Nothing is to be altered. Print each record in full.

Stored data:

--------------------------------------------------

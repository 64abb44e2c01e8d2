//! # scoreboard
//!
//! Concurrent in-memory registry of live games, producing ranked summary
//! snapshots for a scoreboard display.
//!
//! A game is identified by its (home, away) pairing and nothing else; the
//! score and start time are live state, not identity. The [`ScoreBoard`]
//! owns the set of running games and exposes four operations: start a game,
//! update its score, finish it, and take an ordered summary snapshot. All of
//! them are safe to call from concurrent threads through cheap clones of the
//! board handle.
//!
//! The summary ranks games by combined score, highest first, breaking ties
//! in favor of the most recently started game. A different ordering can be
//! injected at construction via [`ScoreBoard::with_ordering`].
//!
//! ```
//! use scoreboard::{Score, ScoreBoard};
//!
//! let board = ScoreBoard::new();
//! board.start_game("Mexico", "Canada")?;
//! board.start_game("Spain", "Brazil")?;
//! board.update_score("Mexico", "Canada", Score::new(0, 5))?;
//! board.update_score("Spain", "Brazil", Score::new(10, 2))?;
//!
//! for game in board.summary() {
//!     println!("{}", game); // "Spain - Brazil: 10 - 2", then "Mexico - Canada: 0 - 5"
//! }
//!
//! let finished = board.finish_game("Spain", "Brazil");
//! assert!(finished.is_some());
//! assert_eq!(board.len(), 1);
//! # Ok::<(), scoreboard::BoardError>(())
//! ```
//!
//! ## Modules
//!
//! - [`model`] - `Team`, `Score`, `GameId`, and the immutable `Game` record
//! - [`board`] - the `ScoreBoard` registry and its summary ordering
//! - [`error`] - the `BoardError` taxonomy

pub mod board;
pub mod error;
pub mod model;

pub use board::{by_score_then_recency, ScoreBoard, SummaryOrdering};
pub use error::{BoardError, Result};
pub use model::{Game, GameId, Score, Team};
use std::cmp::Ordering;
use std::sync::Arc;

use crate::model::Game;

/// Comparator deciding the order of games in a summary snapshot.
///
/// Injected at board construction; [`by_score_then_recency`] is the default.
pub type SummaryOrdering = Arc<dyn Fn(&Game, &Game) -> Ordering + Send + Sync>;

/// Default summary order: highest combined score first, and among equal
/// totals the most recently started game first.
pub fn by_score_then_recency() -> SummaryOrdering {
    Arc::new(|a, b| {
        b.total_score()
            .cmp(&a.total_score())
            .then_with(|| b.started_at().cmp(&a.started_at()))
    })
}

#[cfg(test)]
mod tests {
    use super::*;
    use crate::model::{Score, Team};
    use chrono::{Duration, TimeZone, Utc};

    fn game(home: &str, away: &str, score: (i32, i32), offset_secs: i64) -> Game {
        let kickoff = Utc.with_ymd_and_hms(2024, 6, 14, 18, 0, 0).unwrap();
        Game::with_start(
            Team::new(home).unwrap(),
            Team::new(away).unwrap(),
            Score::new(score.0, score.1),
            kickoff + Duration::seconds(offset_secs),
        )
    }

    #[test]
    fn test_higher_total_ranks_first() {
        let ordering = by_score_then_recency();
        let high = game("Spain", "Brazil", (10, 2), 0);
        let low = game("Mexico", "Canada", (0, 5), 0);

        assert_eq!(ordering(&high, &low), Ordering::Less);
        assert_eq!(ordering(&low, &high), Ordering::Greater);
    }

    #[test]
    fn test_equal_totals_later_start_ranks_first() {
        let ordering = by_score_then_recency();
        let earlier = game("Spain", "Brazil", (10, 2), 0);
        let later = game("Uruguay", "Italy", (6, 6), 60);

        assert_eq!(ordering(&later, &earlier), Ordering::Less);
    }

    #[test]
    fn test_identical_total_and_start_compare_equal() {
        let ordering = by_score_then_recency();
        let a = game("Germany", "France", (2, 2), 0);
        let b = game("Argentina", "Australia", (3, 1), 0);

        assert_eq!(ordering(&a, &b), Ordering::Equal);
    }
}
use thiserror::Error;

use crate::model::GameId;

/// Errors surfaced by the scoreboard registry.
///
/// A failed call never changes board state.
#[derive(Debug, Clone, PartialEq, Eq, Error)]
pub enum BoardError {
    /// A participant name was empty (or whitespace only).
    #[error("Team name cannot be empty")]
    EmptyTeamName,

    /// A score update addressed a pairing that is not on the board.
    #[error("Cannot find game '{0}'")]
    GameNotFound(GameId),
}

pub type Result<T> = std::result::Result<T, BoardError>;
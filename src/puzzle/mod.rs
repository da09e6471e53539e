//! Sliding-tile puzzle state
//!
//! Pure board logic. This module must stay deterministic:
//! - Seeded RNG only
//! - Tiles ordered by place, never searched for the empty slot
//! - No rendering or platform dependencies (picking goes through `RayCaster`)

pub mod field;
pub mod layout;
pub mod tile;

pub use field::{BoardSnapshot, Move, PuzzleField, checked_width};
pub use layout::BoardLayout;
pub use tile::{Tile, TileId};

--------------------------------------------------

▸ **RESPONSE BOX**
repository 64abb44e2c01e8d2
//! # scoreboard
//!
//! Concurrent in-memory registry of live games, producing ranked summary
//! snapshots for a scoreboard display.
//!
//! A game is identified by its (home, away) pairing and nothing else; the
//! score and start time are live state, not identity. The [`ScoreBoard`]
//! owns the set of running games and exposes four operations: start a game,
//! update its score, finish it, and take an ordered summary snapshot. All of
//! them are safe to call from concurrent threads through cheap clones of the
//! board handle.
//!
//! The summary ranks games by combined score, highest first, breaking ties
//! in favor of the most recently started game. A different ordering can be
//! injected at construction via [`ScoreBoard::with_ordering`].
//!
//! ```
//! use scoreboard::{Score, ScoreBoard};
//!
//! let board = ScoreBoard::new();
//! board.start_game("Mexico", "Canada")?;
//! board.start_game("Spain", "Brazil")?;
//! board.update_score("Mexico", "Canada", Score::new(0, 5))?;
//! board.update_score("Spain", "Brazil", Score::new(10, 2))?;
//!
//! for game in board.summary() {
//!     println!("{}", game); // "Spain - Brazil: 10 - 2", then "Mexico - Canada: 0 - 5"
//! }
//!
//! let finished = board.finish_game("Spain", "Brazil");
//! assert!(finished.is_some());
//! assert_eq!(board.len(), 1);
//! # Ok::<(), scoreboard::BoardError>(())
//! ```
//!
//! ## Modules
//!
//! - [`model`] - `Team`, `Score`, `GameId`, and the immutable `Game` record
//! - [`board`] - the `ScoreBoard` registry and its summary ordering
//! - [`error`] - the `BoardError` taxonomy

pub mod board;
pub mod error;
pub mod model;

pub use board::{by_score_then_recency, ScoreBoard, SummaryOrdering};
pub use error::{BoardError, Result};
pub use model::{Game, GameId, Score, Team};
use std::cmp::Ordering;
use std::sync::Arc;

use crate::model::Game;

/// Comparator deciding the order of games in a summary snapshot.
///
/// Injected at board construction; [`by_score_then_recency`] is the default.
pub type SummaryOrdering = Arc<dyn Fn(&Game, &Game) -> Ordering + Send + Sync>;

/// Default summary order: highest combined score first, and among equal
/// totals the most recently started game first.
pub fn by_score_then_recency() -> SummaryOrdering {
    Arc::new(|a, b| {
        b.total_score()
            .cmp(&a.total_score())
            .then_with(|| b.started_at().cmp(&a.started_at()))
    })
}

#[cfg(test)]
mod tests {
    use super::*;
    use crate::model::{Score, Team};
    use chrono::{Duration, TimeZone, Utc};

    fn game(home: &str, away: &str, score: (i32, i32), offset_secs: i64) -> Game {
        let kickoff = Utc.with_ymd_and_hms(2024, 6, 14, 18, 0, 0).unwrap();
        Game::with_start(
            Team::new(home).unwrap(),
            Team::new(away).unwrap(),
            Score::new(score.0, score.1),
            kickoff + Duration::seconds(offset_secs),
        )
    }

    #[test]
    fn test_higher_total_ranks_first() {
        let ordering = by_score_then_recency();
        let high = game("Spain", "Brazil", (10, 2), 0);
        let low = game("Mexico", "Canada", (0, 5), 0);

        assert_eq!(ordering(&high, &low), Ordering::Less);
        assert_eq!(ordering(&low, &high), Ordering::Greater);
    }

    #[test]
    fn test_equal_totals_later_start_ranks_first() {
        let ordering = by_score_then_recency();
        let earlier = game("Spain", "Brazil", (10, 2), 0);
        let later = game("Uruguay", "Italy", (6, 6), 60);

        assert_eq!(ordering(&later, &earlier), Ordering::Less);
    }

    #[test]
    fn test_identical_total_and_start_compare_equal() {
        let ordering = by_score_then_recency();
        let a = game("Germany", "France", (2, 2), 0);
        let b = game("Argentina", "Australia", (3, 1), 0);

        assert_eq!(ordering(&a, &b), Ordering::Equal);
    }
}
use thiserror::Error;

use crate::model::GameId;

/// Errors surfaced by the scoreboard registry.
///
/// A failed call never changes board state.
#[derive(Debug, Clone, PartialEq, Eq, Error)]
pub enum BoardError {
    /// A participant name was empty (or whitespace only).
    #[error("Team name cannot be empty")]
    EmptyTeamName,

    /// A score update addressed a pairing that is not on the board.
    #[error("Cannot find game '{0}'")]
    GameNotFound(GameId),
}

pub type Result<T> = std::result::Result<T, BoardError>;
filename src/puzzle/mod.rs
repository da09e6471e53539e
//! Sliding-tile puzzle state
//!
//! Pure board logic. This module must stay deterministic:
//! - Seeded RNG only
//! - Tiles ordered by place, never searched for the empty slot
//! - No rendering or platform dependencies (picking goes through `RayCaster`)

pub mod field;
pub mod layout;
pub mod tile;

pub use field::{BoardSnapshot, Move, PuzzleField, checked_width};
pub use layout::BoardLayout;
pub use tile::{Tile, TileId};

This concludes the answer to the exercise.